→ **Work instruction**
Please give an exact copy of every line from the one holding "by an external" through the final line of the records below.

---- Material for this task

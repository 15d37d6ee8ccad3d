use std::fmt::Write;

use axum::{
    http::StatusCode,
    response::{Html, IntoResponse, Response},
};
use tracing::error;
use upon::{Engine, Template, Value, fmt};

use crate::error::DownloadError;

const INDEX_TEMPLATE: &str = include_str!("../templates/index.html");

/// The submission form, compiled once at startup.
pub struct Pages {
    engine: Engine<'static>,
    index: Template<'static>,
}

impl Pages {
    pub fn new() -> Result<Self, DownloadError> {
        let mut engine = Engine::new();
        engine.set_default_formatter(&escape_html);
        let index = engine.compile(INDEX_TEMPLATE)?;
        Ok(Self { engine, index })
    }

    /// Renders the form, optionally with an error message and the URL the user
    /// submitted.
    pub fn form(&self, status: StatusCode, error_message: Option<&str>, url: Option<&str>) -> Response {
        let rendered = self
            .index
            .render(
                &self.engine,
                upon::value! {
                    error: error_message.unwrap_or_default(),
                    url: url.unwrap_or_default(),
                },
            )
            .to_string();

        match rendered {
            Ok(html) => (status, Html(html)).into_response(),
            Err(render_error) => {
                error!("Could not render the form: {render_error}");
                (StatusCode::INTERNAL_SERVER_ERROR, "Internal error").into_response()
            }
        }
    }
}

/// Default formatter for every `{{ }}` expression. Both the error text and the
/// echoed URL come from the user.
fn escape_html(f: &mut fmt::Formatter<'_>, value: &Value) -> fmt::Result {
    let Value::String(text) = value else {
        return fmt::default(f, value);
    };

    for character in text.chars() {
        match character {
            '&' => f.write_str("&amp;")?,
            '<' => f.write_str("&lt;")?,
            '>' => f.write_str("&gt;")?,
            '"' => f.write_str("&quot;")?,
            '\'' => f.write_str("&#39;")?,
            other => f.write_char(other)?,
        }
    }
    Ok(())
}
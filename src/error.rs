use std::{io, path::PathBuf};

use axum::http::StatusCode;
use thiserror::Error;

#[derive(Debug, Error)]
pub enum DownloadError {
    /// Bad form input. Nothing has been sent to the extractor.
    #[error("{0}")]
    InvalidInput(String),

    #[error("Failed to fetch video information: {0}")]
    MetadataFetch(String),

    #[error("{stage} timed out after {seconds} seconds")]
    Timeout { stage: &'static str, seconds: u64 },

    /// The extractor failed before the first byte of the response was sent.
    #[error("Failed to start download: {0}")]
    ExtractionStart(String),

    /// The extractor or the temporary file failed after the response was
    /// committed. Only ever logged and turned into a body error.
    #[error("Download interrupted: {0}")]
    MidStream(String),

    #[error("Could not remove temporary download {path:?}: {source}")]
    Cleanup { path: PathBuf, source: io::Error },

    #[error("{context}: {source}")]
    Io {
        context: &'static str,
        source: io::Error,
    },

    #[error("Failed to compile page template: {0}")]
    Template(#[from] upon::Error),
}

impl DownloadError {
    pub fn invalid_input(message: impl Into<String>) -> Self {
        Self::InvalidInput(message.into())
    }

    pub fn io(context: &'static str) -> impl FnOnce(io::Error) -> Self {
        move |source| Self::Io { context, source }
    }

    pub fn status(&self) -> StatusCode {
        match self {
            Self::InvalidInput(_) => StatusCode::BAD_REQUEST,
            Self::MetadataFetch(_) | Self::ExtractionStart(_) | Self::MidStream(_) => {
                StatusCode::BAD_GATEWAY
            }
            Self::Timeout { .. } => StatusCode::GATEWAY_TIMEOUT,
            Self::Cleanup { .. } | Self::Io { .. } | Self::Template(_) => {
                StatusCode::INTERNAL_SERVER_ERROR
            }
        }
    }
}
use std::{
    io::ErrorKind,
    path::{Path, PathBuf},
    sync::{
        Arc,
        atomic::{AtomicU64, Ordering},
    },
    time::{Duration, SystemTime},
};

use tracing::{debug, warn};

use crate::error::DownloadError;

/// Counts job directories that could not be removed. Each one is disk space
/// that will not come back until the next startup sweep.
#[derive(Debug, Clone, Default)]
pub struct CleanupTracker {
    failures: Arc<AtomicU64>,
}

impl CleanupTracker {
    pub fn failures(&self) -> u64 {
        self.failures.load(Ordering::Relaxed)
    }

    fn record(&self, error: &DownloadError) {
        let total = self.failures.fetch_add(1, Ordering::Relaxed) + 1;
        warn!(cleanup_failures = total, "{error}");
    }
}

/// The job directory holding one request's temp-file sink.
///
/// Removed by [`TempArtifact::remove`] once the relay is over, or on drop if
/// the response body goes away first.
#[derive(Debug)]
pub struct TempArtifact {
    dir: PathBuf,
    tracker: CleanupTracker,
    armed: bool,
}

impl TempArtifact {
    pub async fn create(dir: PathBuf, tracker: CleanupTracker) -> Result<Self, DownloadError> {
        tokio::fs::create_dir_all(&dir)
            .await
            .map_err(DownloadError::io("Could not prepare the temporary download"))?;
        debug!("Created job directory {:?}", dir);

        Ok(Self {
            dir,
            tracker,
            armed: true,
        })
    }

    /// Wraps `dir` without creating it.
    #[cfg(test)]
    pub(crate) fn existing(dir: PathBuf, tracker: CleanupTracker) -> Self {
        Self {
            dir,
            tracker,
            armed: true,
        }
    }

    pub async fn remove(mut self) {
        self.armed = false;
        if let Err(error) = remove_job_dir(&self.dir).await {
            self.tracker.record(&error);
        }
    }
}

impl Drop for TempArtifact {
    fn drop(&mut self) {
        if !self.armed {
            return;
        }

        match std::fs::remove_dir_all(&self.dir) {
            Ok(()) => debug!("Removed abandoned job directory {:?}", self.dir),
            Err(error) if error.kind() == ErrorKind::NotFound => {}
            Err(source) => self.tracker.record(&DownloadError::Cleanup {
                path: self.dir.clone(),
                source,
            }),
        }
    }
}

/// Removes a job directory. A directory that is already gone is not an error.
pub async fn remove_job_dir(dir: &Path) -> Result<(), DownloadError> {
    match tokio::fs::remove_dir_all(dir).await {
        Ok(()) => {
            debug!("Removed job directory {:?}", dir);
            Ok(())
        }
        Err(error) if error.kind() == ErrorKind::NotFound => Ok(()),
        Err(source) => Err(DownloadError::Cleanup {
            path: dir.to_path_buf(),
            source,
        }),
    }
}

/// Deletes entries of the work directory older than `max_age`, which can only
/// be left behind by a crash mid-request.
pub async fn sweep_stale_jobs(work_dir: &Path, max_age: Duration) {
    if max_age.is_zero() {
        return;
    }

    let mut entries = match tokio::fs::read_dir(work_dir).await {
        Ok(entries) => entries,
        Err(error) => {
            if error.kind() != ErrorKind::NotFound {
                warn!("Could not open work directory for cleanup: {error}");
            }
            return;
        }
    };

    let now = SystemTime::now();

    loop {
        let entry = match entries.next_entry().await {
            Ok(Some(entry)) => entry,
            Ok(None) => break,
            Err(error) => {
                warn!("Could not iterate work directory for cleanup: {error}");
                break;
            }
        };

        let path = entry.path();
        let metadata = match entry.metadata().await {
            Ok(metadata) => metadata,
            Err(error) => {
                warn!("Could not read metadata of {:?}: {error}", path);
                continue;
            }
        };

        let age = metadata
            .modified()
            .ok()
            .and_then(|modified| now.duration_since(modified).ok())
            .unwrap_or_default();
        if age < max_age {
            continue;
        }

        let result = if metadata.is_dir() {
            tokio::fs::remove_dir_all(&path).await
        } else {
            tokio::fs::remove_file(&path).await
        };
        match result {
            Ok(()) => debug!("Swept stale job {:?}", path),
            Err(error) if error.kind() == ErrorKind::NotFound => {}
            Err(error) => warn!("Could not remove stale job {:?}: {error}", path),
        }
    }
}
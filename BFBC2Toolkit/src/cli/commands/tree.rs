//! CLI command for the data tree

use std::path::Path;

use crate::tree::DataTree;

/// Print the data tree of a folder as text or JSON
pub fn show(folder: &Path, json: bool) -> anyhow::Result<()> {
    if !folder.is_dir() {
        anyhow::bail!("Not a folder: {}", folder.display());
    }

    let tree = DataTree::populate(folder)?;
    if json {
        println!("{}", tree.to_json()?);
    } else {
        print!("{}", tree.render());
        println!();
        println!("{} files, {} folders", tree.file_count(), tree.dir_count());
    }
    Ok(())
}
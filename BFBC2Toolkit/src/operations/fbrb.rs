//! Extract and archive orchestration around the configured backend

use std::path::{Path, PathBuf};

use frostpak::fbrb::{
    CreateOptions, ExtractOptions, FbrbOperations, ProgressCallback, default_archive_path,
    default_extraction_folder,
};

use super::cleanup::cleanup;
use crate::error::{Error, Result};
use crate::python::execute_script;
use crate::session::Session;
use crate::settings::{Backend, ToolkitConfig};
use crate::tree::DataTree;

/// Unpack an archive next to itself and load it into the session.
///
/// See [`extract_with_progress`].
///
/// # Errors
/// Returns an error if the path is empty, the old folder cannot be removed,
/// or the backend fails to unpack the archive.
pub fn extract(archive: &Path, session: &mut Session, config: &ToolkitConfig) -> Result<Option<DataTree>> {
    extract_with_progress(archive, session, config, &|_| {})
}

/// Unpack an archive into `<dir>/<stem> FbRB`, clean the result up and
/// return its data tree (`None` if the backend left no folder behind).
///
/// An existing folder is replaced unless the session holds a game profile.
/// On success the session has data available and is no longer a game profile.
///
/// # Errors
/// Same as [`extract`].
pub fn extract_with_progress(
    archive: &Path,
    session: &mut Session,
    config: &ToolkitConfig,
    progress: ProgressCallback,
) -> Result<Option<DataTree>> {
    let result = run_extract(archive, session, config, progress);
    if let Err(e) = &result {
        tracing::error!("{e}");
        tracing::error!("Unable to extract fbrb file!");
    }
    result
}

fn run_extract(
    archive: &Path,
    session: &mut Session,
    config: &ToolkitConfig,
    progress: ProgressCallback,
) -> Result<Option<DataTree>> {
    if archive.as_os_str().is_empty() {
        return Err(Error::EmptyPath);
    }

    let folder = default_extraction_folder(archive);
    session.files_path_data = Some(folder.clone());

    if folder.is_dir() && !session.is_game_profile {
        tracing::debug!("Removing previous extraction {}", folder.display());
        std::fs::remove_dir_all(&folder)?;
    }

    match config.backend {
        Backend::Native => {
            let options = ExtractOptions {
                destination: Some(folder.clone()),
                use_temp_file: config.unpack_temp_file,
            };
            FbrbOperations::extract_with_options(archive, &options, progress)?;
        }
        Backend::Python => {
            execute_script(&config.python_path, &config.fbrb_script(), &[archive])?;
        }
    }

    tracing::info!("Cleaning up files, please wait...");
    let tree = if folder.is_dir() {
        cleanup(&folder, config.remove_deleted_placeholders)?;
        Some(DataTree::populate(&folder)?)
    } else {
        tracing::warn!(
            "Extraction folder '{}' not found after unpacking!",
            folder.display()
        );
        None
    };

    session.is_data_available = true;
    session.is_game_profile = false;
    Ok(tree)
}

/// Repack the session's data folder into an archive next to it.
///
/// # Errors
/// Returns [`Error::NoDataLoaded`] if nothing is loaded, or the backend's error.
pub fn archive(session: &Session, config: &ToolkitConfig) -> Result<PathBuf> {
    archive_with_progress(session, config, &|_| {})
}

/// [`archive`] with a progress callback (native backend only)
///
/// # Errors
/// Same as [`archive`].
pub fn archive_with_progress(
    session: &Session,
    config: &ToolkitConfig,
    progress: ProgressCallback,
) -> Result<PathBuf> {
    let result = run_archive(session, config, progress);
    if let Err(e) = &result {
        tracing::error!("{e}");
        tracing::error!("Unable to archive fbrb file!");
    }
    result
}

fn run_archive(session: &Session, config: &ToolkitConfig, progress: ProgressCallback) -> Result<PathBuf> {
    let folder = session
        .files_path_data
        .as_deref()
        .filter(|_| session.is_data_available)
        .ok_or(Error::NoDataLoaded)?;

    match config.backend {
        Backend::Native => {
            let options = CreateOptions {
                output: None,
                compression_level: config.compression_level,
                use_temp_file: config.pack_temp_file,
            };
            Ok(FbrbOperations::create_with_options(folder, &options, progress)?)
        }
        Backend::Python => {
            execute_script(&config.python_path, &config.fbrb_script(), &[folder])?;
            default_archive_path(folder)
                .ok_or_else(|| frostpak::Error::NotAnArchiveFolder(folder.to_path_buf()).into())
        }
    }
}
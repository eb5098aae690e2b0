//! Payload staging buffer, kept in memory or spilled to a temp file

use std::fs::File;
use std::io::{self, BufReader, Cursor, Read, Seek, SeekFrom, Write};

use super::COPY_BUFFER_SIZE;

/// Seekable scratch storage for an archive payload.
pub(crate) enum Staging {
    Memory(Cursor<Vec<u8>>),
    Disk(File),
}

impl Staging {
    /// Create an empty staging area, on disk when `temp_file` is set.
    pub(crate) fn new(temp_file: bool) -> io::Result<Self> {
        if temp_file {
            Ok(Self::Disk(tempfile::tempfile()?))
        } else {
            Ok(Self::Memory(Cursor::new(Vec::new())))
        }
    }

    /// Total number of staged bytes.
    pub(crate) fn len(&mut self) -> io::Result<u64> {
        match self {
            Self::Memory(cursor) => Ok(cursor.get_ref().len() as u64),
            Self::Disk(file) => Ok(file.metadata()?.len()),
        }
    }

    /// Copy everything staged into `out`, in `COPY_BUFFER_SIZE` chunks.
    pub(crate) fn copy_into<W: Write>(mut self, out: &mut W) -> io::Result<u64> {
        match &mut self {
            Self::Memory(cursor) => {
                out.write_all(cursor.get_ref())?;
                Ok(cursor.get_ref().len() as u64)
            }
            Self::Disk(file) => {
                file.seek(SeekFrom::Start(0))?;
                let mut reader = BufReader::with_capacity(COPY_BUFFER_SIZE, file);
                io::copy(&mut reader, out)
            }
        }
    }
}

impl Read for Staging {
    fn read(&mut self, buf: &mut [u8]) -> io::Result<usize> {
        match self {
            Self::Memory(cursor) => cursor.read(buf),
            Self::Disk(file) => file.read(buf),
        }
    }
}

impl Write for Staging {
    fn write(&mut self, buf: &[u8]) -> io::Result<usize> {
        match self {
            Self::Memory(cursor) => cursor.write(buf),
            Self::Disk(file) => file.write(buf),
        }
    }

    fn flush(&mut self) -> io::Result<()> {
        match self {
            Self::Memory(cursor) => cursor.flush(),
            Self::Disk(file) => file.flush(),
        }
    }
}

impl Seek for Staging {
    fn seek(&mut self, pos: SeekFrom) -> io::Result<u64> {
        match self {
            Self::Memory(cursor) => cursor.seek(pos),
            Self::Disk(file) => file.seek(pos),
        }
    }
}

#[cfg(test)]
mod tests {
    use super::*;

    #[test]
    fn test_staging_round_trip_memory_and_disk() {
        for temp_file in [false, true] {
            let mut staging = Staging::new(temp_file).unwrap();
            staging.write_all(b"hello payload").unwrap();
            assert_eq!(staging.len().unwrap(), 13);

            staging.seek(SeekFrom::Start(6)).unwrap();
            let mut buf = [0u8; 7];
            staging.read_exact(&mut buf).unwrap();
            assert_eq!(&buf, b"payload");

            let mut out = Vec::new();
            assert_eq!(staging.copy_into(&mut out).unwrap(), 13);
            assert_eq!(out, b"hello payload");
        }
    }
}
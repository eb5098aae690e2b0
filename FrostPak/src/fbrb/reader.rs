//! FBRB archive reader
//!
//! The archive is a gzip-compressed header followed by the payload, which is
//! either one gzip stream over every file or the raw concatenated bytes.

use std::fs::File;
use std::io::{self, BufReader, Read, Seek, SeekFrom, Write};
use std::path::Path;

use byteorder::{BigEndian, ByteOrder, ReadBytesExt};
use flate2::read::{GzDecoder, MultiGzDecoder};

use super::staging::Staging;
use super::{ENTRY_SIZE, FbrbEntry, HEADER_VERSION, MAGIC};
use crate::error::{Error, Result};

/// Decompressed FBRB header
#[derive(Debug, Clone, PartialEq, Eq)]
pub struct FbrbHeader {
    /// Header version (always 2 in shipped archives)
    pub version: u32,
    /// File table
    pub entries: Vec<FbrbEntry>,
    /// Whether the payload is a gzip stream
    pub zipped: bool,
    /// Uncompressed payload length
    pub payload_len: u32,
}

/// FBRB archive reader
pub struct FbrbReader<R: Read> {
    reader: BufReader<R>,
    header: FbrbHeader,
}

impl FbrbReader<File> {
    /// Open an archive from disk and read its header
    ///
    /// # Errors
    /// Returns an error if the file cannot be opened or the header is invalid.
    pub fn open<P: AsRef<Path>>(path: P) -> Result<Self> {
        Self::new(File::open(path)?)
    }
}

impl<R: Read> FbrbReader<R> {
    /// Read the magic and header from `reader`, leaving it positioned at the payload
    ///
    /// # Errors
    /// Returns [`Error::InvalidFbrbMagic`] for non-FBRB data, or an IO error
    /// if the header cannot be decompressed.
    pub fn new(reader: R) -> Result<Self> {
        let mut reader = BufReader::new(reader);

        let mut magic = [0u8; 4];
        reader.read_exact(&mut magic)?;
        if magic != MAGIC {
            return Err(Error::InvalidFbrbMagic(magic));
        }

        let header_len = reader.read_u32::<BigEndian>()?;
        let mut compressed = Vec::new();
        (&mut reader).take(u64::from(header_len)).read_to_end(&mut compressed)?;
        if compressed.len() < header_len as usize {
            return Err(Error::UnexpectedEof);
        }

        let mut data = Vec::new();
        GzDecoder::new(compressed.as_slice()).read_to_end(&mut data)?;
        let header = parse_header(&data)?;

        tracing::debug!(
            "FBRB header: {} entries, payload {} bytes, zipped: {}",
            header.entries.len(),
            header.payload_len,
            header.zipped
        );

        Ok(Self { reader, header })
    }

    /// The decompressed header
    pub fn header(&self) -> &FbrbHeader {
        &self.header
    }

    /// The file table
    pub fn entries(&self) -> &[FbrbEntry] {
        &self.header.entries
    }

    /// Decompress the payload into a seekable staging area
    ///
    /// # Errors
    /// Returns an error if the payload stream is corrupt or cannot be staged.
    pub fn stage_payload(self, temp_file: bool) -> Result<(FbrbHeader, FbrbPayload)> {
        let Self { mut reader, header } = self;
        let mut staging = Staging::new(temp_file)?;

        if header.payload_len > 0 {
            if header.zipped {
                io::copy(&mut MultiGzDecoder::new(reader), &mut staging)?;
            } else {
                io::copy(&mut reader, &mut staging)?;
            }
        }

        let len = staging.len()?;
        if len < u64::from(header.payload_len) {
            tracing::warn!(
                "Payload shorter than declared: {len} of {} bytes",
                header.payload_len
            );
        }

        Ok((header, FbrbPayload { staging, len }))
    }
}

/// Decompressed payload with random access to entries
pub struct FbrbPayload {
    staging: Staging,
    len: u64,
}

impl FbrbPayload {
    /// Length of the staged payload
    pub fn len(&self) -> u64 {
        self.len
    }

    /// Returns true if nothing was staged
    pub fn is_empty(&self) -> bool {
        self.len == 0
    }

    /// Copy an entry's bytes into `out`
    ///
    /// # Errors
    /// Returns [`Error::PayloadOutOfRange`] if the entry points past the payload.
    pub fn copy_entry<W: Write>(&mut self, entry: &FbrbEntry, out: &mut W) -> Result<u64> {
        let (offset, size) = self.entry_range(entry)?;
        self.staging.seek(SeekFrom::Start(offset))?;
        let copied = io::copy(&mut Read::by_ref(&mut self.staging).take(size), out)?;
        Ok(copied)
    }

    /// Read an entry's bytes into memory
    ///
    /// # Errors
    /// Returns [`Error::PayloadOutOfRange`] if the entry points past the payload.
    pub fn read_entry(&mut self, entry: &FbrbEntry) -> Result<Vec<u8>> {
        // The size comes from the archive; only trust it once it fits the payload
        let (_, size) = self.entry_range(entry)?;
        let mut data = Vec::with_capacity(size as usize);
        self.copy_entry(entry, &mut data)?;
        Ok(data)
    }

    fn entry_range(&self, entry: &FbrbEntry) -> Result<(u64, u64)> {
        let offset = u64::from(entry.payload_offset);
        let size = u64::from(entry.size);
        if offset + size > self.len {
            return Err(Error::PayloadOutOfRange {
                path: entry.name.clone(),
                offset,
                size,
            });
        }
        Ok((offset, size))
    }
}

/// Parse a decompressed header
pub(crate) fn parse_header(data: &[u8]) -> Result<FbrbHeader> {
    let version = read_u32_at(data, 0)?;
    if version != HEADER_VERSION {
        tracing::warn!("Unexpected FBRB header version {version}, reading anyway");
    }

    let strings_len = read_u32_at(data, 4)? as usize;
    let strings_base = 8;
    let count = read_u32_at(data, strings_base + strings_len)? as usize;
    let entries_base = strings_base + strings_len + 4;

    let table_end = count
        .checked_mul(ENTRY_SIZE)
        .and_then(|size| size.checked_add(entries_base))
        .filter(|&end| end <= data.len())
        .ok_or(Error::FbrbOffsetOutOfBounds {
            offset: entries_base,
            len: data.len(),
        })?;

    let mut entries = Vec::with_capacity(count);
    for i in 0..count {
        let base = entries_base + i * ENTRY_SIZE;
        let name_offset = read_u32_at(data, base)? as usize;
        let type_offset = read_u32_at(data, base + 20)? as usize;

        entries.push(FbrbEntry {
            name: read_cstr_at(data, strings_base + name_offset)?,
            type_name: read_cstr_at(data, strings_base + type_offset)?,
            flags: read_u32_at(data, base + 4)?,
            payload_offset: read_u32_at(data, base + 8)?,
            size: read_u32_at(data, base + 12)?,
            stored_size: read_u32_at(data, base + 16)?,
        });
    }

    let zipped = data.get(table_end).is_some_and(|&flag| flag != 0);
    let payload_len = read_u32_at(data, table_end + 1)?;

    Ok(FbrbHeader {
        version,
        entries,
        zipped,
        payload_len,
    })
}

fn read_u32_at(data: &[u8], pos: usize) -> Result<u32> {
    pos.checked_add(4)
        .and_then(|end| data.get(pos..end))
        .map(BigEndian::read_u32)
        .ok_or(Error::FbrbOffsetOutOfBounds {
            offset: pos,
            len: data.len(),
        })
}

fn read_cstr_at(data: &[u8], pos: usize) -> Result<String> {
    let out_of_bounds = Error::FbrbOffsetOutOfBounds {
        offset: pos,
        len: data.len(),
    };
    let tail = data.get(pos..).ok_or(out_of_bounds)?;
    let end = tail.iter().position(|&b| b == 0).ok_or(Error::UnexpectedEof)?;
    Ok(String::from_utf8_lossy(&tail[..end]).into_owned())
}

#[cfg(test)]
mod tests {
    use super::*;
    use byteorder::WriteBytesExt;

    fn header_bytes() -> Vec<u8> {
        let strings = b"a/b.res\0ITexture\0";
        let mut data = Vec::new();
        data.write_u32::<BigEndian>(2).unwrap();
        data.write_u32::<BigEndian>(strings.len() as u32).unwrap();
        data.extend_from_slice(strings);
        data.write_u32::<BigEndian>(1).unwrap();
        for value in [0u32, 0x0001_0000, 0, 5, 5, 8] {
            data.write_u32::<BigEndian>(value).unwrap();
        }
        data.push(1);
        data.write_u32::<BigEndian>(5).unwrap();
        data
    }

    #[test]
    fn test_parse_header() {
        let header = parse_header(&header_bytes()).unwrap();
        assert_eq!(header.version, 2);
        assert!(header.zipped);
        assert_eq!(header.payload_len, 5);
        assert_eq!(header.entries.len(), 1);

        let entry = &header.entries[0];
        assert_eq!(entry.name, "a/b.res");
        assert_eq!(entry.type_name, "ITexture");
        assert_eq!(entry.size, 5);
        assert_eq!(entry.flags, 0x0001_0000);
    }

    #[test]
    fn test_parse_header_rejects_truncated_table() {
        let mut data = header_bytes();
        data.truncate(40);
        assert!(matches!(
            parse_header(&data),
            Err(Error::FbrbOffsetOutOfBounds { .. })
        ));
    }

    #[test]
    fn test_read_entry_rejects_oversized_entry() {
        let mut staging = Staging::new(false).unwrap();
        staging.write_all(b"hello").unwrap();
        let mut payload = FbrbPayload { staging, len: 5 };

        let mut entry = parse_header(&header_bytes()).unwrap().entries.remove(0);
        assert_eq!(payload.read_entry(&entry).unwrap(), b"hello");

        entry.size = u32::MAX;
        assert!(matches!(
            payload.read_entry(&entry),
            Err(Error::PayloadOutOfRange { size, .. }) if size == u64::from(u32::MAX)
        ));

        entry.size = 1;
        entry.payload_offset = 5;
        assert!(matches!(
            payload.read_entry(&entry),
            Err(Error::PayloadOutOfRange { offset: 5, .. })
        ));
    }

    #[test]
    fn test_reader_rejects_bad_magic() {
        let data = b"PK\x03\x04\0\0\0\0".to_vec();
        assert!(matches!(
            FbrbReader::new(data.as_slice()),
            Err(Error::InvalidFbrbMagic(_))
        ));
    }
}
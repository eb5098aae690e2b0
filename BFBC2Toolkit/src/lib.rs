//! BFBC2 Toolkit - Battlefield: Bad Company 2 modding toolkit
//!
//! Unpacks FBRB archives next to themselves, tidies and presents the
//! extracted data, repacks it, and converts DBX documents. The work is done
//! by the built-in `frostpak` codecs or, when configured, by an external
//! Python interpreter running `fbrb.py` / `dbx.py`.
//!
//! ```no_run
//! use bfbc2_toolkit::{Session, ToolkitConfig, operations};
//!
//! let config = ToolkitConfig::load();
//! let mut session = Session::new();
//! if let Some(tree) = operations::extract("mp_001.fbrb".as_ref(), &mut session, &config)? {
//!     print!("{}", tree.render());
//! }
//! operations::archive(&session, &config)?;
//! # Ok::<(), bfbc2_toolkit::Error>(())
//! ```

pub mod error;
pub mod operations;
pub mod python;
pub mod session;
pub mod settings;
pub mod tree;

#[cfg(feature = "cli")]
pub mod cli;

// Re-export the engine crate
pub use frostpak;

pub use error::{Error, Result};
pub use session::Session;
pub use settings::{Backend, ToolkitConfig};
pub use tree::DataTree;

--------

→ **Solution to this problem**
//! by the built-in `frostpak` codecs or, when configured, by an external
//! Python interpreter running `fbrb.py` / `dbx.py`.
//!
//! ```no_run
//! use bfbc2_toolkit::{Session, ToolkitConfig, operations};
//!
//! let config = ToolkitConfig::load();
//! let mut session = Session::new();
//! if let Some(tree) = operations::extract("mp_001.fbrb".as_ref(), &mut session, &config)? {
//!     print!("{}", tree.render());
//! }
//! operations::archive(&session, &config)?;
//! # Ok::<(), bfbc2_toolkit::Error>(())
//! ```

pub mod error;
pub mod operations;
pub mod python;
pub mod session;
pub mod settings;
pub mod tree;

#[cfg(feature = "cli")]
pub mod cli;

// Re-export the engine crate
pub use frostpak;

pub use error::{Error, Result};
pub use session::Session;
pub use settings::{Backend, ToolkitConfig};
pub use tree::DataTree;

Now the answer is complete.